Since leaving drama school ten years ago Owen-Jones has spent less than a year out of work and has starred in two of the most popular musicals of all time, Phantom and Les Misérables. Although he has done ‘straight’ acting, the bulk of his work has been in musical theatre, a career path on which his views are typically down to earth. “I went to drama school with some very talented people; incredibly talented people. I’d look around and think ‘Jesus Christ, how the hell am I here?’ But very, very talented actors left drama school and haven’t got any work, and they’re better than me. But because I can sing I’ve got another string to my bow. It would be foolish of me to ignore that.” This business-like approach disguises just how much Owen-Jones loves his art. “Obviously when I wanted to do it for a living it wasn’t a job, it was a dream. But I’m doing it. It’s a dream job, but it’s still a job. I always wanted to play Phantom and I always wanted to play Valjean, but I never expected to. Other people have asked me ‘How do you do eight shows a week?’ It’s because I bloody love it. And I’ve seen actors who are more talented do less.”

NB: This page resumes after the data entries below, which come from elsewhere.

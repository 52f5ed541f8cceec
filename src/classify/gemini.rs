//! Google Gemini `generateContent` provider.

use async_trait::async_trait;
use reqwest::Client;
use serde::{Deserialize, Serialize};
use tracing::{debug, instrument};

use super::prompt::{combined_prompt, MAX_OUTPUT_TOKENS, TEMPERATURE};
use super::response::parse_classification;
use super::{provider_client, ClassificationProvider, ClassificationResult, ClassifyInput};
use crate::config::GeminiConfig;
use crate::error::ProviderError;

// ============================================================================
// Gemini Request/Response Types
// ============================================================================

#[derive(Serialize)]
#[serde(rename_all = "camelCase")]
struct GeminiRequest {
    contents: Vec<Content>,
    generation_config: GenerationConfig,
}

#[derive(Serialize)]
struct Content {
    parts: Vec<Part>,
}

#[derive(Serialize)]
struct Part {
    text: String,
}

#[derive(Serialize)]
#[serde(rename_all = "camelCase")]
struct GenerationConfig {
    temperature: f32,
    max_output_tokens: u32,
}

#[derive(Deserialize, Debug)]
struct GeminiResponse {
    #[serde(default)]
    candidates: Vec<Candidate>,
}

#[derive(Deserialize, Debug)]
struct Candidate {
    content: Option<ContentResponse>,
}

#[derive(Deserialize, Debug)]
struct ContentResponse {
    #[serde(default)]
    parts: Vec<PartResponse>,
}

#[derive(Deserialize, Debug)]
struct PartResponse {
    #[serde(default)]
    text: String,
}

/// Primary provider.
#[derive(Clone, Debug)]
pub struct GeminiProvider {
    client: Client,
    base_url: String,
    model: String,
    api_key: Option<String>,
}

impl GeminiProvider {
    pub fn new(config: &GeminiConfig) -> Result<Self, ProviderError> {
        Ok(Self {
            client: provider_client()?,
            base_url: config.base_url.trim_end_matches('/').to_string(),
            model: config.model.clone(),
            api_key: config.api_key.clone(),
        })
    }

    fn endpoint(&self) -> String {
        format!("{}/models/{}:generateContent", self.base_url, self.model)
    }
}

#[async_trait]
impl ClassificationProvider for GeminiProvider {
    fn name(&self) -> &'static str {
        "gemini"
    }

    fn is_configured(&self) -> bool {
        self.api_key.is_some()
    }

    #[instrument(skip_all, fields(model = %self.model))]
    async fn attempt(
        &self,
        text: &str,
        input: &ClassifyInput,
    ) -> Result<ClassificationResult, ProviderError> {
        let api_key = self
            .api_key
            .as_deref()
            .ok_or(ProviderError::MissingKey { provider: "gemini" })?;

        let request_body = GeminiRequest {
            contents: vec![Content {
                parts: vec![Part {
                    text: combined_prompt(text, input),
                }],
            }],
            generation_config: GenerationConfig {
                temperature: TEMPERATURE,
                max_output_tokens: MAX_OUTPUT_TOKENS,
            },
        };

        let response = self
            .client
            .post(self.endpoint())
            .query(&[("key", api_key)])
            .json(&request_body)
            .send()
            .await?;

        let status = response.status();
        if !status.is_success() {
            let body = response.text().await.unwrap_or_default();
            return Err(ProviderError::Status {
                status: status.as_u16(),
                body,
            });
        }

        let gemini_response: GeminiResponse = response.json().await?;
        let raw = gemini_response
            .candidates
            .into_iter()
            .next()
            .and_then(|c| c.content)
            .and_then(|c| c.parts.into_iter().next())
            .map(|p| p.text)
            .unwrap_or_default();

        debug!("Gemini model {} returned {} chars", self.model, raw.len());
        parse_classification(&raw)
    }
}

"Bloody Gilbert and Sullivan are insane!"

Owen-Jones’ love of music is certainly comparable with his love of acting. An eclectic CD collection that starts with Abba and AC/DC, moves through Company, The Magic Flute and The Three Tenors and finishes with White Zombie [though there is no mention of Whigfield] speaks volumes about his mixed musical tastes. “I love music. I can’t spend a day without it. After doing Les Mis I thought ‘I can’t sing again. I need to do a job where I don’t sing.’ I went and did Shakespeare and then The Pirates Of Penzance. That was singing and a half. I was doing high kicks and top Cs at the same time because bloody Gilbert and Sullivan are insane!”

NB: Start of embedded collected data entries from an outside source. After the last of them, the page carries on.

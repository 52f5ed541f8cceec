use anyhow::Result;
use clap::Args;

use linkstash::{Classifier, ClassifyInput, Config, Platform};

use super::output::print_classification;
use crate::OutputFormat;

#[derive(Args, Debug)]
pub struct ClassifyArgs {
    /// Content title
    #[arg(long, default_value = "")]
    pub title: String,

    /// Caption or description text
    #[arg(long, default_value = "")]
    pub caption: String,

    /// Source platform (instagram, twitter, youtube, article)
    #[arg(long, default_value = "article")]
    pub platform: String,

    /// Author handle or name
    #[arg(long, default_value = "")]
    pub author: String,

    /// Source URL
    #[arg(long, default_value = "")]
    pub url: String,
}

pub async fn cmd_classify(args: &ClassifyArgs, config: &Config, format: OutputFormat) -> Result<()> {
    let classifier = Classifier::from_config(config)?;

    let input = ClassifyInput {
        title: args.title.clone(),
        caption: args.caption.clone(),
        platform: Platform::from_name(&args.platform),
        author: args.author.clone(),
        url: args.url.clone(),
    };

    let result = classifier.classify(&input).await;
    print_classification(&result, format)
}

Fans of The Phantom Of The Opera are noted as some of the most dedicated around. Many return to see the show time after time, but most happily stop short of emulating their hero by harassing theatre owners or disfiguring themselves. The stage door is often rife with Phantom phanatics waiting to catch a glimpse or a chat with their favourite performer. Unfortunately Owen-Jones does not actually look like the Phantom and in real life theme music does not play whenever he walks through a doorway. “I can walk through a crowd when I walk out and they don’t know who I am. I give them a little chance, but I can’t go up to them and say ‘Would you like my autograph? It’s me, the Phantom, look!’ It’s a bit cocky, isn’t it?”

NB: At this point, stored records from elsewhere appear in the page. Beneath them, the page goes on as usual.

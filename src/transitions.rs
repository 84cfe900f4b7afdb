use crate::models::forecast::ForecastSample;

/// Temperature change (°C) that has to be exceeded, together with a change of weather
/// category, for two consecutive samples to count as a major transition
pub const TRANSITION_TEMP_DELTA: f64 = 3.0;

/// Counts major weather transitions within one day's chronologically ordered samples.
///
/// A transition is counted between two adjacent samples when the weather category differs
/// and the temperature has changed strictly more than TRANSITION_TEMP_DELTA. Only the
/// given samples are compared, so a day is never compared against the next one.
///
/// # Arguments
///
/// * 'samples' - samples belonging to a single date, in time order
pub fn count_major_transitions(samples: &[ForecastSample]) -> usize {
    samples
        .windows(2)
        .filter(|pair| is_major_transition(&pair[0], &pair[1]))
        .count()
}

fn is_major_transition(current: &ForecastSample, next: &ForecastSample) -> bool {
    current.weather_category != next.weather_category
        && (next.temperature - current.temperature).abs() > TRANSITION_TEMP_DELTA
}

When he’s not being a mentally deranged murderous maniac Owen-Jones is a family man with a wife and two young children. He doesn’t seem to be a man with many regrets but he does berate himself for not renewing his membership to the Rollercoaster Club Of Great Britain; “I’m addicted to rollercoasters but I haven’t had time to keep it up. That must say something about me, mustn’t it?” Thrillseeker? Enjoys being out of control? Likes being around people who are scared witless? Maybe he is more like The Phantom than he would care to admit. Then again, he might just be a fine musical actor who also happens to be a normal, everyday guy. “Saturday morning, before a matinee, I go down to the bottom of the garden and pick up all the dog poo. That’s my job. I mean, I’m like anybody. I go to the toilet and everything!”